Multiple Perspektiven

Man kann Jones' 'Lohengrin' als politische Parabel lesen, die die Unmöglichkeit des ‚kleinen Glücks‘ in einer totalitären Gesellschaft deutlich vor Augen führt. Von Beginn an ist klar: Wir sind in einem hochgerüsteten Staat kurz vor einem Angriffskrieg, die Bürger sämtlich uniformiert und uniform, die Stimme ‚von oben‘, die alle Bürger stets erstarren lässt, ist nicht die Stimme eines himmlischen Erlösers, sondern des Heerrufers des Königs. Besonders pessimistisch: Selbst dann, wenn im dritten Akt die Bürger die blauen Shirts von ihrem neuen Herrscher Lohengrin tragen - es ändert sich dabei nichts. Selbst Elsa, die zunächst von der Stimme von oben gänzlich unbeeindruckt gewesen ist und stets weiter an ihrem Haus baute, beginnt ebenfalls zu erstarren und sich von dem Totalitarismus in Bann ziehen zu lassen. In einer solchen Gesellschaft lässt sich kein heimeliges Haus bauen, das Sicherheit und Schutz gewähren könnte.

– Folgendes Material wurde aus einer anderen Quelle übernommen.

//! Criterion benchmarks for the navigator.
//!
//! Run with:
//!   cargo bench
//!   cargo bench --features parallel
//!
//! Results are saved to target/criterion/

use criterion::{black_box, criterion_group, criterion_main, BenchmarkId, Criterion, Throughput};

use gridnav::experiments::batch::run_batch;
use gridnav::experiments::ExperimentConfig;
use gridnav::grid::{Cell, GridWorld};
use gridnav::navigator::{Navigator, NavigatorConfig};
use gridnav::observer::NoopObserver;

/// Full runs of each preset, including map annotation.
fn bench_presets(c: &mut Criterion) {
    let mut group = c.benchmark_group("preset_run");

    for cfg in ExperimentConfig::presets() {
        group.bench_with_input(BenchmarkId::from_parameter(&cfg.name), &cfg, |b, cfg| {
            b.iter(|| {
                let run = cfg.run(&mut NoopObserver).unwrap();
                black_box(run.steps)
            });
        });
    }

    group.finish();
}

/// Raw step() cost on open grids where the run walks a long diagonal.
fn bench_open_grid(c: &mut Criterion) {
    let mut group = c.benchmark_group("open_grid");

    for size in [8u32, 16, 32, 64].iter() {
        group.throughput(Throughput::Elements((2 * (*size - 1)) as u64));
        group.bench_with_input(BenchmarkId::new("steps", size), size, |b, &size| {
            let world = GridWorld::new(size, size, &[]).unwrap();
            let cfg = NavigatorConfig::default().with_safety_cap(10_000);
            b.iter(|| {
                let mut nav = Navigator::new(
                    world.clone(),
                    Cell::new(0, 0),
                    Cell::new(size - 1, size - 1),
                    cfg,
                )
                .unwrap();
                while !nav.status().is_terminal() {
                    black_box(nav.step().unwrap());
                }
                black_box(nav.state().steps())
            });
        });
    }

    group.finish();
}

fn bench_batch(c: &mut Criterion) {
    let configs: Vec<ExperimentConfig> = (0..64)
        .filter_map(|i| ExperimentConfig::preset(i % ExperimentConfig::PRESET_COUNT))
        .collect();

    c.bench_function("batch_64_presets", |b| {
        b.iter(|| black_box(run_batch(&configs).len()));
    });
}

criterion_group!(benches, bench_presets, bench_open_grid, bench_batch);
criterion_main!(benches);
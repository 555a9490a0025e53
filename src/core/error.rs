//! Error types for gridnav

use crate::grid::Cell;
use thiserror::Error;

/// gridnav error type
#[derive(Error, Debug)]
pub enum NavError {
    /// The world, the endpoints or the navigator tunables are unusable.
    /// Raised before any step executes.
    #[error("Configuration error: {0}")]
    Configuration(String),

    /// A planned move is not a single up/left/right/down step.
    /// This is a broken invariant, not an environment condition.
    #[error("Invalid adjacency: {from} -> {to} is not a single-cell move")]
    AdjacencyViolation { from: Cell, to: Cell },

    #[error("I/O error: {0}")]
    Io(#[from] std::io::Error),

    #[error("JSON error: {0}")]
    Json(#[from] serde_json::Error),
}

impl NavError {
    pub(crate) fn config(msg: impl Into<String>) -> Self {
        NavError::Configuration(msg.into())
    }

    /// True for errors that signal a broken internal invariant.
    pub fn is_fatal(&self) -> bool {
        matches!(self, NavError::AdjacencyViolation { .. })
    }
}

pub type Result<T> = std::result::Result<T, NavError>;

Man kann das Stück als Kritik an den Lebenzielen einer kleinbürgerlichen Existenz sehen, die nichts anderes möchte, als ein Heim, das vor allen äußeren Gefahren schützt. Elsa und Lohengrin bauen kein Schloss, keine Burg, sondern eine bürgerliche Einfamilienhaus mit Ikea-Bett, Kaninchenställen und Kinderwagen. Aber ein derartiges Lebenskonzept geht nicht auf. Das Unheil ist eingezogen, noch bevor Elsa und Lohengrin das Haus überhaupt betreten. Vom Balkon des Hauses aus singt Telramund mit seinen Mannen seine Anklage gegen Lohengrin. Kleinbürgerliche Träume zerschellen an der Wirklichkeit.

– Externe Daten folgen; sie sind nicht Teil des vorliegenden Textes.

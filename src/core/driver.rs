//! Runs a navigator to completion and collects everything a report needs.

use tracing::info;

use crate::annotator::{ClassificationEvent, ClassificationGrid, MapAnnotator};
use crate::direction::Direction;
use crate::error::Result;
use crate::grid::{Cell, GridWorld, LinearIndex};
use crate::navigator::{NavStatus, Navigator, NavigatorConfig};
use crate::observer::{NavigatorAdapter, StepObserver};

/// Outcome of one complete (or aborted) run.
#[derive(Debug, Clone, PartialEq, Eq)]
pub struct NavigationRun {
    pub start: Cell,
    pub end: Cell,
    pub status: NavStatus,
    /// True when an observer stopped the run before a terminal status.
    pub aborted: bool,
    pub commands: Vec<Direction>,
    /// Start cell followed by every cell moved onto.
    pub trail: Vec<Cell>,
    /// The navigator's final path history.
    pub path: Vec<LinearIndex>,
    pub initial_map: ClassificationGrid,
    pub final_map: ClassificationGrid,
    pub events: Vec<ClassificationEvent>,
    pub steps: u32,
    pub dead_ends: u32,
}

impl NavigationRun {
    pub fn finished(&self) -> bool {
        self.status == NavStatus::Finished
    }

    pub fn command_codes(&self) -> Vec<u8> {
        self.commands.iter().map(|c| c.code()).collect()
    }
}

/// Builds a navigator for `world` and runs it until it stops.
pub fn navigate(
    world: GridWorld,
    start: Cell,
    end: Cell,
    cfg: NavigatorConfig,
    observer: &mut dyn StepObserver,
) -> Result<NavigationRun> {
    let navigator = Navigator::new(world, start, end, cfg)?;
    run_to_end(navigator, observer)
}

/// Steps `navigator` until it reports a terminal status or `observer` asks to stop.
///
/// Aborts only happen between steps. An adjacency violation ends the run with
/// the error.
pub fn run_to_end(
    mut navigator: Navigator,
    observer: &mut dyn StepObserver,
) -> Result<NavigationRun> {
    let start = navigator.start();
    let end = navigator.end();
    let mut annotator = MapAnnotator::new(navigator.world(), start, end);
    let initial_map = annotator.grid().clone();

    let mut commands = Vec::new();
    let mut trail = vec![start];
    let mut events = Vec::new();
    let mut aborted = false;

    while !navigator.status().is_terminal() {
        if observer.should_stop() {
            aborted = true;
            break;
        }

        let outcome = navigator.step()?;
        annotator.apply_all(&outcome.events);
        events.extend_from_slice(&outcome.events);
        if let Some(command) = outcome.command {
            commands.push(command);
            trail.push(navigator.state().current());
        }

        let snapshot = NavigatorAdapter::new(&navigator).snapshot();
        observer.on_step(&outcome, &snapshot);
    }

    let status = navigator.status();
    observer.on_finish(status);
    info!(
        status = status.as_str(),
        aborted,
        steps = navigator.state().steps(),
        dead_ends = navigator.state().dead_ends(),
        "run complete"
    );

    let state = navigator.state();
    Ok(NavigationRun {
        start,
        end,
        status,
        aborted,
        commands,
        trail,
        path: state.path().to_vec(),
        initial_map,
        final_map: annotator.into_grid(),
        events,
        steps: state.steps(),
        dead_ends: state.dead_ends(),
    })
}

Jones' 'Lohengrin' lässt sich als Geschichte der Zerstörung einer Frau sehen, deren Eltern früh gestorben sind, die des Brudermords angeklagt ist, sich konsequent in ihre eigene Privatwelt flüchtet und daran scheitert. Großartig, wie sich Elsa bei Jones im ersten Akt konsequent der Kommunkation verweigert, seltsam, beinahe autistisch mit ihren Fingern spielt, um einen Freiraum in ihrer Innenwelt schützen zu können, der im Hausbau konkrete Gestalt annimmt. Durch die Kraft des Bösen wird sie zunehmend zu einer Realistin, erwacht aus ihren Glücksphantasien, sie wird aus ihrer Traumwelt gerissen, in die Enge gedrängt und scheitert.

Man kann die Münchner Produktion als Kritik an einer Männerkultur lesen, in der Männer das Gespräch verweigern, sich an den Taten messen lassen wollen anstatt sich selbst zu erkennen zu geben. Bei Jones wird deutlich, dass auch Lohengrin seinen Auftrag verweigern möchte, indem er sich in die Häuslerbauer-Idylle flüchtet. Vom Gral gesandt, eine Gesellschaft zu retten, verfolgt er andere Ziele.

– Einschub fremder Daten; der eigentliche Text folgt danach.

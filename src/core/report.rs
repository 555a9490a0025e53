use std::fs;
use std::io::Write;
use std::path::Path;

#[cfg(feature = "serde")]
use serde::{Deserialize, Serialize};

use crate::annotator::ClassificationGrid;
use crate::driver::NavigationRun;
use crate::error::Result;
use crate::grid::LinearIndex;
use crate::navigator::NavStatus;

pub const INITIAL_MAP_FORMATTED: &str = "initial_map_formatted.txt";
pub const INITIAL_MAP_LIST: &str = "initial_map.txt";
pub const FINAL_MAP_FORMATTED: &str = "final_map_formatted.txt";
pub const FINAL_MAP_LIST: &str = "final_map.txt";
pub const COMMANDS_FILE: &str = "commands.txt";
pub const RUN_JSON: &str = "run.json";

/// A classification grid as plain integer codes, one row per `y`.
#[derive(Debug, Clone, PartialEq, Eq)]
#[cfg_attr(feature = "serde", derive(Serialize, Deserialize))]
pub struct MapReport {
    pub width: u32,
    pub height: u32,
    pub rows: Vec<Vec<u8>>,
}

impl MapReport {
    pub fn from_grid(grid: &ClassificationGrid) -> Self {
        Self {
            width: grid.width(),
            height: grid.height(),
            rows: grid.code_rows(),
        }
    }

    /// Matrix layout, one row per line:
    ///
    /// ```text
    /// [[0 5 1 5]
    ///  [5 4 4 5]]
    /// ```
    pub fn formatted(&self) -> String {
        let mut out = String::from("[");
        for (i, row) in self.rows.iter().enumerate() {
            if i > 0 {
                out.push_str("\n ");
            }
            out.push('[');
            let cells: Vec<String> = row.iter().map(|c| c.to_string()).collect();
            out.push_str(&cells.join(" "));
            out.push(']');
        }
        out.push(']');
        out
    }

    /// Nested-list layout on a single line: `[[0, 5, 1, 5], [5, 4, 4, 5]]`.
    pub fn list_text(&self) -> String {
        let rows: Vec<String> = self
            .rows
            .iter()
            .map(|row| {
                let cells: Vec<String> = row.iter().map(|c| c.to_string()).collect();
                format!("[{}]", cells.join(", "))
            })
            .collect();
        format!("[{}]", rows.join(", "))
    }
}

/// Everything downstream tooling reads about a run.
#[derive(Debug, Clone, PartialEq, Eq)]
#[cfg_attr(feature = "serde", derive(Serialize, Deserialize))]
pub struct RunReport {
    pub name: String,
    pub status: NavStatus,
    pub aborted: bool,
    pub commands: Vec<u8>,
    pub path: Vec<LinearIndex>,
    pub steps: u32,
    pub dead_ends: u32,
    pub initial_map: MapReport,
    pub final_map: MapReport,
}

impl RunReport {
    pub fn new(name: impl Into<String>, run: &NavigationRun) -> Self {
        Self {
            name: name.into(),
            status: run.status,
            aborted: run.aborted,
            commands: run.command_codes(),
            path: run.path.clone(),
            steps: run.steps,
            dead_ends: run.dead_ends,
            initial_map: MapReport::from_grid(&run.initial_map),
            final_map: MapReport::from_grid(&run.final_map),
        }
    }

    /// Command codes as a list: `[3, 1, 3]`.
    pub fn commands_text(&self) -> String {
        let codes: Vec<String> = self.commands.iter().map(|c| c.to_string()).collect();
        format!("[{}]", codes.join(", "))
    }
}

/// Writes the map and command files for `report` into `dir`, creating it if needed.
pub fn write_run(dir: &Path, report: &RunReport) -> Result<()> {
    fs::create_dir_all(dir)?;

    write_text(&dir.join(INITIAL_MAP_FORMATTED), &report.initial_map.formatted())?;
    write_text(&dir.join(INITIAL_MAP_LIST), &report.initial_map.list_text())?;
    write_text(&dir.join(FINAL_MAP_FORMATTED), &report.final_map.formatted())?;
    write_text(&dir.join(FINAL_MAP_LIST), &report.final_map.list_text())?;
    write_text(&dir.join(COMMANDS_FILE), &report.commands_text())?;

    #[cfg(feature = "serde")]
    {
        let json = serde_json::to_string_pretty(report)?;
        write_text(&dir.join(RUN_JSON), &json)?;
    }

    Ok(())
}

fn write_text(path: &Path, text: &str) -> Result<()> {
    let mut f = fs::File::create(path)?;
    f.write_all(text.as_bytes())?;
    Ok(())
}

#[cfg(test)]
mod tests {
    use super::*;
    use crate::driver::navigate;
    use crate::grid::{Cell, GridWorld};
    use crate::navigator::NavigatorConfig;
    use crate::observer::NoopObserver;

    fn sample_run() -> NavigationRun {
        let world = GridWorld::new(4, 4, &[11]).unwrap();
        navigate(
            world,
            Cell::new(2, 0),
            Cell::new(0, 3),
            NavigatorConfig::default(),
            &mut NoopObserver,
        )
        .unwrap()
    }

    #[test]
    fn formatted_and_list_layouts() {
        let report = MapReport::from_grid(&sample_run().final_map);
        assert_eq!(
            report.formatted(),
            "[[0 5 1 5]\n [5 4 4 5]\n [5 4 6 0]\n [2 4 5 0]]"
        );
        assert_eq!(
            report.list_text(),
            "[[0, 5, 1, 5], [5, 4, 4, 5], [5, 4, 6, 0], [2, 4, 5, 0]]"
        );
    }

    #[test]
    fn run_report_carries_commands() {
        let report = RunReport::new("test4x4simple", &sample_run());
        assert_eq!(report.status, NavStatus::Finished);
        assert_eq!(report.commands_text(), "[3, 1, 3, 3, 1]");
        assert_eq!(report.initial_map.rows[0], vec![0, 0, 1, 0]);
    }

    #[test]
    fn write_run_creates_the_result_files() {
        let dir = std::env::temp_dir().join(format!("gridnav_report_{}", std::process::id()));
        let report = RunReport::new("test4x4simple", &sample_run());
        write_run(&dir, &report).unwrap();

        let final_list = fs::read_to_string(dir.join(FINAL_MAP_LIST)).unwrap();
        assert_eq!(final_list, report.final_map.list_text());
        let commands = fs::read_to_string(dir.join(COMMANDS_FILE)).unwrap();
        assert_eq!(commands, "[3, 1, 3, 3, 1]");
        #[cfg(feature = "serde")]
        {
            let json = fs::read_to_string(dir.join(RUN_JSON)).unwrap();
            let back: RunReport = serde_json::from_str(&json).unwrap();
            assert_eq!(back, report);
        }

        let _ = fs::remove_dir_all(&dir);
    }
}
use crate::direction::Direction;
use crate::navigator::StepOutcome;

use super::{NavigatorSnapshot, StepObserver};

/// Spike times that encode the emitted command stream for a timing network.
///
/// Each command produces one spike on the search trigger and one on the
/// match neuron for that command, then simulated time advances by one chunk.
/// Times are in milliseconds and always strictly positive.
#[derive(Debug, Clone, PartialEq)]
pub struct SpikeSchedule {
    chunk_ms: f64,
    search_delay_ms: f64,
    match_delay_ms: f64,
    now_ms: f64,
    search: Vec<f64>,
    matches: [Vec<f64>; 4],
}

impl SpikeSchedule {
    pub fn new() -> Self {
        Self {
            chunk_ms: 50.0,
            search_delay_ms: 1.0,
            match_delay_ms: 10.0,
            // A spike at t=0 is rejected by most simulators.
            now_ms: 1.0,
            search: Vec::new(),
            matches: Default::default(),
        }
    }

    pub fn with_chunk_ms(mut self, chunk_ms: f64) -> Self {
        self.chunk_ms = chunk_ms.max(0.0);
        self
    }

    pub fn push(&mut self, command: Direction) {
        self.search.push(self.now_ms + self.search_delay_ms);
        self.matches[command.code() as usize].push(self.now_ms + self.match_delay_ms);
        self.now_ms += self.chunk_ms;
    }

    pub fn search_times(&self) -> &[f64] {
        &self.search
    }

    pub fn match_times(&self, command: Direction) -> &[f64] {
        &self.matches[command.code() as usize]
    }

    /// Simulated time covered so far.
    pub fn elapsed_ms(&self) -> f64 {
        self.now_ms
    }
}

impl Default for SpikeSchedule {
    fn default() -> Self {
        Self::new()
    }
}

impl StepObserver for SpikeSchedule {
    fn on_step(&mut self, outcome: &StepOutcome, _snapshot: &NavigatorSnapshot) {
        if let Some(command) = outcome.command {
            self.push(command);
        }
    }
}

#[cfg(test)]
mod tests {
    use super::*;

    #[test]
    fn each_command_lands_on_its_match_neuron() {
        let mut s = SpikeSchedule::new();
        s.push(Direction::Down);
        s.push(Direction::Left);
        s.push(Direction::Down);

        assert_eq!(s.search_times(), &[2.0, 52.0, 102.0]);
        assert_eq!(s.match_times(Direction::Down), &[11.0, 111.0]);
        assert_eq!(s.match_times(Direction::Left), &[61.0]);
        assert!(s.match_times(Direction::Up).is_empty());
        assert_eq!(s.elapsed_ms(), 151.0);
    }

    #[test]
    fn all_times_are_positive() {
        let mut s = SpikeSchedule::new().with_chunk_ms(0.0);
        s.push(Direction::Up);
        s.push(Direction::Up);
        assert!(s.search_times().iter().all(|&t| t > 0.0));
        assert!(s.match_times(Direction::Up).iter().all(|&t| t > 0.0));
    }
}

Man kann Jones' Deutung auch als existentielle oder religiöse Provokation verstehen. Seine Darstellung der Lohengrinfigur konfrontiert mit der Frage, wer oder was eigentlich Erlösung oder Rettung bringen kann, wenn es überhaupt Erlösung gibt. Motive aus christlichem Hintergrund - Lohengrin als Zimmermann, die Charakterisierung der Figur als göttlich (so die Musik) und menschlich (so die Ebene der Inszenierung) zugleich - spannen ein schillerndes Assoziationsfeld auf, das Überlegungen zu Religion und Alltag, zu Sehnsucht und Realismus freisetzen kann.

Warum wird diese Multidimensionalität der Inszenierung vom Münchner Publikum so wenig gewürdigt? Vielleicht ist das Bild des Hausbaus zu realistisch, so dass man das Bild als eindeutiges Zeichen, aber nicht als vieldimensionales Symbol versteht. Vielleicht liegt es auch daran, dass der Ortrud-Handlungsstrang nicht wirklich plausibel in die Erzählung integriert worden ist. Die Inszenierung überzeugt über weite Strecken aber, weil sie für den, der sich auf die Bilderwelt einläßt, Fragen und Perspektiven aufwirft, die sich produktiv aus dem Lohengrinstoff ergeben. Wer solche Fragen stellt, der wird in der Inszenierung von Jones vielfältige Perspektiven und Antworten finden! Also: Hingehen, und nicht nur einmal! Es lohnt sich wirklich!